Roots, also known as zeros or solutions, are the values of x for which a given function f(x) equals zero. Mathematically, these represent the points where the graph of the function y = f(x) intersects the x-axis.
Question: What are the roots of the function f(x) = x^2 - 7x + 10? Solution: 1. Set the function to zero: x^2 - 7x + 10 = 0. 2. Factor the quadratic: (x - 2)(x - 5) = 0. 3. Apply the zero product property: x - 2 = 0 or x - 5 = 0. 4. Solve for x: x = 2 and x = 5. The roots are 2 and 5.
Confusing roots with y-intercepts: Students often calculate f(0) instead of solving for f(x) = 0, leading them to the y-intercept instead of the roots.
Sign errors in factors: Students frequently mistake the root for the sign inside the factor; for example, thinking the root of (x + 3) is positive 3 instead of negative 3.
Neglecting complex roots: In questions asking for the number of 'real' roots, students may forget that a negative discriminant means the roots are not real and do not appear on the x-axis.
Students targeting 750+ should know that the sum of the roots of a quadratic in the form ax^2 + bx + c = 0 is always -b/a and the product is c/a.
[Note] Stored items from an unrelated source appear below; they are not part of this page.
//! Logging prelude module for convenient access to tracing macros.
//!
//! # Usage
//!
//! ```ignore
//! use crate::logging::*;
//!
//! info!("Transferred {} segments", count);
//! warn!("Destination usage unavailable");
//! error!("Verification FAILED for {}", key);
//! ```

pub use tracing::{debug, error, info, warn};

use std::fs::OpenOptions;
use std::path::Path;
use std::sync::Mutex;

/// Initialize the tracing subscriber with environment filter support.
///
/// `RUST_LOG` wins over `default_level`:
///
/// ```bash
/// RUST_LOG=debug segrelay run
/// RUST_LOG=segrelay::transfer=trace segrelay once
/// ```
///
/// With a `log_file`, lines are appended to it without ANSI colors so the file
/// stays readable when an operator reconstructs a node's history.
pub fn init_tracing(default_level: &str, log_file: Option<&Path>) -> std::io::Result<()> {
	let filter = tracing_subscriber::EnvFilter::try_from_default_env()
		.unwrap_or_else(|_| tracing_subscriber::EnvFilter::new(default_level));

	match log_file {
		Some(path) => {
			let file = OpenOptions::new().create(true).append(true).open(path)?;
			tracing_subscriber::fmt()
				.with_env_filter(filter)
				.with_ansi(false)
				.with_writer(Mutex::new(file))
				.init();
		}
		None => {
			tracing_subscriber::fmt().with_env_filter(filter).with_writer(std::io::stderr).init();
		}
	}
	Ok(())
}

// vim: ts=4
These Vieta's formulas allow you to solve complex 'Advanced Math' questions about the relationship between roots without ever having to factor or use the quadratic formula.
Quadratic Formula
The Quadratic Formula is a vital tool on the Digital SAT used to find the roots of quadratic equations. It typically appears 1-3 times per test in the Advanced Math section. This formula, x = (-b ± √(b² - 4ac)) / 2a, is essential when quadratic equations cannot be easily factored into integers.
Discriminant
The discriminant is the expression b² - 4ac, used on the Digital SAT to determine a quadratic's number of real solutions. This concept frequently appears in Math Module 1 or 2, typically within high-difficulty questions involving constants or systems of equations where students must identify if a parabola has zero, one, or two x-intercepts.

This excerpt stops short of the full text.